• **Task prompt**
How many lines in the entries below contain "total"? Answer with the number only.

• **Records to process**
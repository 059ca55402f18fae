use crate::input::{Key, selection_step};

#[derive(Debug, Clone, Eq, PartialEq)]
pub struct SelectItem<T> {
    pub label: String,
    pub value: T,
}

impl<T> SelectItem<T> {
    pub fn new(label: impl Into<String>, value: T) -> Self {
        Self {
            label: label.into(),
            value,
        }
    }
}

#[derive(Debug, Clone)]
pub struct SelectionWidget<T> {
    items: Vec<SelectItem<T>>,
    selected: usize,
    page: usize,
}

impl<T> Default for SelectionWidget<T> {
    fn default() -> Self {
        Self {
            items: Vec::new(),
            selected: 0,
            page: 10,
        }
    }
}

impl<T> SelectionWidget<T> {
    pub fn new(items: Vec<SelectItem<T>>) -> Self {
        Self {
            items,
            ..Self::default()
        }
    }

    pub fn set_page(&mut self, page: usize) {
        self.page = page.max(1);
    }

    pub fn set_items(&mut self, items: Vec<SelectItem<T>>) {
        self.items = items;
        self.clamp();
    }

    pub fn set_items_keeping(
        &mut self,
        items: Vec<SelectItem<T>>,
        same: impl Fn(&T, &T) -> bool,
    ) {
        let position = self.selected().and_then(|current| {
            items
                .iter()
                .position(|candidate| same(&current.value, &candidate.value))
        });
        self.items = items;
        match position {
            Some(index) => self.selected = index,
            None => self.clamp(),
        }
    }

    pub fn items(&self) -> &[SelectItem<T>] {
        &self.items
    }

    pub fn labels(&self) -> Vec<String> {
        self.items.iter().map(|item| item.label.clone()).collect()
    }

    pub fn len(&self) -> usize {
        self.items.len()
    }

    pub fn is_empty(&self) -> bool {
        self.items.is_empty()
    }

    pub fn selected_index(&self) -> Option<usize> {
        (!self.items.is_empty()).then_some(self.selected)
    }

    pub fn selected(&self) -> Option<&SelectItem<T>> {
        self.items.get(self.selected)
    }

    pub fn selected_value(&self) -> Option<&T> {
        self.selected().map(|item| &item.value)
    }

    pub fn select(&mut self, index: usize) {
        self.selected = index;
        self.clamp();
    }

    pub fn move_by(&mut self, delta: isize) {
        if self.items.is_empty() {
            self.selected = 0;
            return;
        }
        let last = self.items.len() - 1;
        self.selected = self.selected.saturating_add_signed(delta).min(last);
    }

    pub fn first(&mut self) {
        self.selected = 0;
    }

    pub fn last(&mut self) {
        self.selected = self.items.len().saturating_sub(1);
    }

    pub fn handle_key(&mut self, key: Key) -> bool {
        if let Some(delta) = selection_step(key, self.page) {
            self.move_by(delta);
            return true;
        }
        match key {
            Key::Home | Key::Char('g') => {
                self.first();
                true
            }
            Key::End | Key::Char('G') => {
                self.last();
                true
            }
            _ => false,
        }
    }

    fn clamp(&mut self) {
        self.selected = self.selected.min(self.items.len().saturating_sub(1));
    }
}

#[derive(Debug, Clone, Copy, Default, Eq, PartialEq)]
pub struct TextViewport {
    offset: usize,
    height: usize,
}

impl TextViewport {
    pub fn new(height: usize) -> Self {
        Self {
            offset: 0,
            height: height.max(1),
        }
    }

    pub fn offset(&self) -> usize {
        self.offset
    }

    pub fn height(&self) -> usize {
        self.height.max(1)
    }

    pub fn resize(&mut self, height: usize, total: usize) {
        self.height = height.max(1);
        self.offset = self.offset.min(self.max_offset(total));
    }

    pub fn scroll_by(&mut self, delta: isize, total: usize) {
        self.offset = self
            .offset
            .saturating_add_signed(delta)
            .min(self.max_offset(total));
    }

    pub fn to_top(&mut self) {
        self.offset = 0;
    }

    pub fn to_bottom(&mut self, total: usize) {
        self.offset = self.max_offset(total);
    }

    pub fn handle_key(&mut self, key: Key, total: usize) -> bool {
        if let Some(delta) = selection_step(key, self.height()) {
            self.scroll_by(delta, total);
            return true;
        }
        match key {
            Key::Home | Key::Char('g') => {
                self.to_top();
                true
            }
            Key::End | Key::Char('G') => {
                self.to_bottom(total);
                true
            }
            _ => false,
        }
    }

    fn max_offset(&self, total: usize) -> usize {
        total.saturating_sub(self.height())
    }
}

• **Response area**
11